Upgrade Tests
In order to get coverage for the upgrade process from an operator’s perspective,
we need an additional suite of tests that perform a complete knative upgrade.
Running these tests on every commit will ensure that we don’t introduce any
non-upgradeable changes, so every commit should be releasable.
This is inspired by kubernetes
upgrade testing.
These tests are a pretty big hammer in that they cover more than just version
changes, but it’s one of the only ways to make sure we don’t accidentally make
breaking changes for now.
Flow
We’d like to validate that the upgrade doesn’t break any resources (they still
propagate events) and doesn't break our installation (we can still update
resources).
At a high level, we want to do this:
- Install the latest knative release.
- Create some resources.
- Install knative at HEAD.
- Run any post-install jobs that apply for the release to be.
- Test those resources, verify that we didn’t break anything.
To achieve that, we just have three separate build tags:
- Install the latest release from GitHub.
- Run the
preupgrade
tests in this directory.
- Install at HEAD (
ko apply -f config/
).
- Run the post-install job.
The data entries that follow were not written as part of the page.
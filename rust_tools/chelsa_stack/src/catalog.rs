//! Tile catalogs: CSV files with `variable,month,timeID,url` rows, or an
//! S3-style bucket listing scraped from the CHELSA object store.

use crate::error::{Result, StackError};
use crate::select::is_monthly;
use log::{debug, info, warn};
use quick_xml::events::Event;
use quick_xml::Reader;
use serde::Deserialize;
use std::fs::File;
use std::io::{Read, Write};
use std::path::Path;

/// Object store listing for the TraCE21k V1.0 collection, one folder per variable.
pub const LISTING_BASE_URL: &str = "https://os.zhdk.cloud.switch.ch/chelsav1/chelsa_TRACE21k/V1.0";

/// Bucket root that listing keys are relative to.
pub const BUCKET_BASE_URL: &str = "https://os.zhdk.cloud.switch.ch/chelsav1/";

const REQUIRED_COLUMNS: [&str; 4] = ["variable", "month", "timeID", "url"];

/// One retrievable tile.
#[derive(Debug, Clone, PartialEq, Eq)]
pub struct CatalogRow {
    pub variable: String,
    pub month: Option<u8>,
    pub time_id: i32,
    pub url: String,
}

#[derive(Debug, Deserialize)]
struct RawRow {
    variable: String,
    month: String,
    #[serde(rename = "timeID")]
    time_id: String,
    url: String,
}

impl RawRow {
    fn parse(self) -> std::result::Result<CatalogRow, String> {
        let time_id = self
            .time_id
            .parse::<i32>()
            .map_err(|_| format!("timeID {:?} is not an integer", self.time_id))?;

        let month = if self.month.is_empty() {
            None
        } else {
            let month = self
                .month
                .parse::<u8>()
                .map_err(|_| format!("month {:?} is not an integer", self.month))?;
            if !(1..=12).contains(&month) {
                return Err(format!("month {} is outside 1-12", month));
            }
            Some(month)
        };

        Ok(CatalogRow {
            variable: self.variable,
            month,
            time_id,
            url: self.url,
        })
    }
}

/// Read a catalog CSV from disk
pub fn read_catalog<P: AsRef<Path>>(path: P) -> Result<Vec<CatalogRow>> {
    let path = path.as_ref();
    info!("Reading catalog: {}", path.display());
    let file = File::open(path)?;
    parse_catalog(file)
}

/// Parse catalog rows from any CSV source.
///
/// A row that cannot be used (wrong field count, non-integer `timeID`/`month`)
/// is dropped with a warning rather than failing the whole load. Missing
/// columns in the header are fatal.
pub fn parse_catalog<R: Read>(reader: R) -> Result<Vec<CatalogRow>> {
    let mut rdr = csv::ReaderBuilder::new()
        .trim(csv::Trim::All)
        .flexible(true)
        .from_reader(reader);

    let headers = rdr.headers()?.clone();
    for column in REQUIRED_COLUMNS {
        if !headers.iter().any(|h| h == column) {
            return Err(StackError::MissingColumn(column.to_string()));
        }
    }

    let mut rows = Vec::new();
    for record in rdr.records() {
        let record = match record {
            Ok(record) => record,
            Err(e) => {
                let line = e.position().map(|p| p.line()).unwrap_or(0);
                warn!("Skipping catalog line {}: {}", line, e);
                continue;
            }
        };
        let line = record.position().map(|p| p.line()).unwrap_or(0);

        if record.len() != headers.len() {
            warn!(
                "Skipping catalog line {}: expected {} fields, found {}",
                line,
                headers.len(),
                record.len()
            );
            continue;
        }

        let parsed = record
            .deserialize::<RawRow>(Some(&headers))
            .map_err(|e| e.to_string())
            .and_then(RawRow::parse);
        match parsed {
            Ok(row) => {
                if row.month.is_none() && is_monthly(&row.variable) {
                    debug!("Line {}: monthly variable {} has no month", line, row.variable);
                }
                rows.push(row);
            }
            Err(reason) => warn!("Skipping catalog line {}: {}", line, reason),
        }
    }

    info!("Loaded {} catalog rows", rows.len());
    for row in rows.iter().take(10) {
        debug!("{:?}", row);
    }

    Ok(rows)
}

/// Write rows in the same CSV layout `parse_catalog` reads
pub fn write_catalog<W: Write>(rows: &[CatalogRow], writer: W) -> Result<()> {
    let mut wtr = csv::Writer::from_writer(writer);
    wtr.write_record(REQUIRED_COLUMNS)?;
    for row in rows {
        let month = row.month.map(|m| m.to_string()).unwrap_or_default();
        let time_id = row.time_id.to_string();
        wtr.write_record([
            row.variable.as_str(),
            month.as_str(),
            time_id.as_str(),
            row.url.as_str(),
        ])?;
    }
    wtr.flush()?;
    Ok(())
}

/// Split a TraCE21k file name into (variable, month, timeID).
///
/// `CHELSA_TraCE21k_pr_7_-150_V1.0.tif` -> `("pr", Some(7), -150)`,
/// `CHELSA_TraCE21k_bio12_20_V1.0.tif` -> `("bio12", None, 20)`.
pub fn parse_tile_name(name: &str) -> Option<(String, Option<u8>, i32)> {
    let file_name = name.rsplit('/').next()?;
    let middle = file_name
        .strip_prefix("CHELSA_TraCE21k_")?
        .strip_suffix("_V1.0.tif")?;

    let parts: Vec<&str> = middle.split('_').collect();
    match parts.as_slice() {
        [variable, time_id] => Some((variable.to_string(), None, time_id.parse().ok()?)),
        [variable, month, time_id] => {
            let month: u8 = month.parse().ok()?;
            if !(1..=12).contains(&month) {
                return None;
            }
            Some((variable.to_string(), Some(month), time_id.parse().ok()?))
        }
        _ => None,
    }
}

/// Extract the text of every `<Key>` element from a bucket listing
pub fn parse_listing_keys(xml: &str) -> Result<Vec<String>> {
    let mut reader = Reader::from_str(xml);
    reader.trim_text(true);

    let mut keys = Vec::new();
    let mut in_key = false;
    loop {
        match reader.read_event()? {
            Event::Start(e) if e.local_name().as_ref() == b"Key" => in_key = true,
            Event::End(e) if e.local_name().as_ref() == b"Key" => in_key = false,
            Event::Text(t) if in_key => keys.push(t.unescape()?.into_owned()),
            Event::Eof => break,
            _ => {}
        }
    }

    Ok(keys)
}

/// Turn listing keys into catalog rows, keeping only GeoTIFFs
pub fn rows_from_keys(keys: &[String], bucket_base: &str, limit: Option<usize>) -> Vec<CatalogRow> {
    let mut rows = Vec::new();
    for key in keys.iter().filter(|k| k.ends_with(".tif")) {
        if limit.is_some_and(|l| rows.len() >= l) {
            break;
        }
        match parse_tile_name(key) {
            Some((variable, month, time_id)) => rows.push(CatalogRow {
                variable,
                month,
                time_id,
                url: format!("{}{}", bucket_base, key),
            }),
            None => warn!("Skipping unrecognised tile name: {}", key),
        }
    }
    rows
}

/// Scrape the bucket listing for one variable
pub fn fetch_listing(
    client: &reqwest::blocking::Client,
    listing_base: &str,
    variable: &str,
    limit: Option<usize>,
) -> Result<Vec<CatalogRow>> {
    let url = format!("{}/{}/", listing_base.trim_end_matches('/'), variable);
    info!("Fetching listing: {}", url);

    let response = client
        .get(&url)
        .header(reqwest::header::USER_AGENT, "Mozilla/5.0")
        .send()?;

    if !response.status().is_success() {
        return Err(StackError::DownloadFailed {
            url,
            reason: format!("HTTP {}", response.status()),
        });
    }

    let body = response.text()?;
    let keys = parse_listing_keys(&body)?;
    debug!("Listing returned {} keys", keys.len());

    let rows = rows_from_keys(&keys, BUCKET_BASE_URL, limit);
    info!("Found {} GeoTIFF tiles for variable '{}'", rows.len(), variable);
    Ok(rows)
}

#[cfg(test)]
mod tests {
    use super::*;

    const CATALOG: &str = "variable,month,timeID,url\n\
        bio12,,5,A\n\
        bio12,,6,B\n\
        pr,3,-10,C\n\
        pr,,-9,D\n";

    #[test]
    fn test_parse_catalog_blank_month() {
        let rows = parse_catalog(CATALOG.as_bytes()).unwrap();
        assert_eq!(rows.len(), 4);
        assert_eq!(
            rows[0],
            CatalogRow {
                variable: "bio12".to_string(),
                month: None,
                time_id: 5,
                url: "A".to_string(),
            }
        );
        assert_eq!(rows[2].month, Some(3));
        assert_eq!(rows[2].time_id, -10);
        // Monthly variable without a month is kept for the selector to judge
        assert_eq!(rows[3].month, None);
    }

    #[test]
    fn test_parse_catalog_skips_bad_rows() {
        let csv = "variable,month,timeID,url\n\
            bio12,,x,A\n\
            pr,13,1,B\n\
            pr,jan,1,C\n\
            bio12,5,A\n\
            bio12,,8,E,extra\n\
            bio12,,7,D\n\
            pr,2,3\n\
            tasmax,1,-2,F\n";
        let rows = parse_catalog(csv.as_bytes()).unwrap();
        let urls: Vec<&str> = rows.iter().map(|r| r.url.as_str()).collect();
        assert_eq!(urls, vec!["D", "F"]);
    }

    #[test]
    fn test_parse_catalog_missing_column() {
        let csv = "variable,timeID,url\nbio12,5,A\n";
        let err = parse_catalog(csv.as_bytes()).unwrap_err();
        assert!(matches!(err, StackError::MissingColumn(ref c) if c == "month"));
    }

    #[test]
    fn test_write_catalog_layout() {
        let rows = parse_catalog(CATALOG.as_bytes()).unwrap();
        let mut out = Vec::new();
        write_catalog(&rows, &mut out).unwrap();
        let text = String::from_utf8(out).unwrap();
        assert!(text.starts_with("variable,month,timeID,url\n"));
        assert!(text.contains("bio12,,5,A\n"));
        assert!(text.contains("pr,3,-10,C\n"));
    }

    #[test]
    fn test_parse_tile_name() {
        assert_eq!(
            parse_tile_name("chelsa_TRACE21k/V1.0/pr/CHELSA_TraCE21k_pr_7_-150_V1.0.tif"),
            Some(("pr".to_string(), Some(7), -150))
        );
        assert_eq!(
            parse_tile_name("CHELSA_TraCE21k_bio12_20_V1.0.tif"),
            Some(("bio12".to_string(), None, 20))
        );
        assert_eq!(parse_tile_name("CHELSA_TraCE21k_pr_13_1_V1.0.tif"), None);
        assert_eq!(parse_tile_name("readme.txt"), None);
    }

    #[test]
    fn test_parse_listing_keys() {
        let xml = r#"<?xml version="1.0" encoding="UTF-8"?>
<ListBucketResult xmlns="http://s3.amazonaws.com/doc/2006-03-01/">
  <Name>chelsav1</Name>
  <Contents><Key>chelsa_TRACE21k/V1.0/bio12/CHELSA_TraCE21k_bio12_-1_V1.0.tif</Key></Contents>
  <Contents><Key>chelsa_TRACE21k/V1.0/bio12/CHELSA_TraCE21k_bio12_0_V1.0.tif</Key></Contents>
  <Contents><Key>chelsa_TRACE21k/V1.0/bio12/index.html</Key></Contents>
</ListBucketResult>"#;
        let keys = parse_listing_keys(xml).unwrap();
        assert_eq!(keys.len(), 3);

        let rows = rows_from_keys(&keys, BUCKET_BASE_URL, None);
        assert_eq!(rows.len(), 2);
        assert_eq!(rows[0].time_id, -1);
        assert_eq!(
            rows[1].url,
            "https://os.zhdk.cloud.switch.ch/chelsav1/chelsa_TRACE21k/V1.0/bio12/CHELSA_TraCE21k_bio12_0_V1.0.tif"
        );

        let limited = rows_from_keys(&keys, BUCKET_BASE_URL, Some(1));
        assert_eq!(limited.len(), 1);
    }
}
For v0.15 we need to migrate storage versions.
- Run the
postupgrade
tests in this directory.
- Install the latest release from GitHub.
- Run the
postdowngrade
tests in this directory.
Tests
Smoke test
This was stolen from the e2e tests as one of the simplest cases.
preupgrade, postupgrade, postdowngrade
Run the selected smoke test.
Probe test
In order to verify that we don't have data-plane unavailability during our
control-plane outages (when we're upgrading the knative/eventing installation),
we run a prober test that continually sends events to a service during the
entire upgrade/downgrade process. When the upgrade completes, we make sure that
all of those events propagated just once.
To achieve that a wathola tool was prepared. It
consists of 4 components: sender, forwarder, receiver, and fetcher.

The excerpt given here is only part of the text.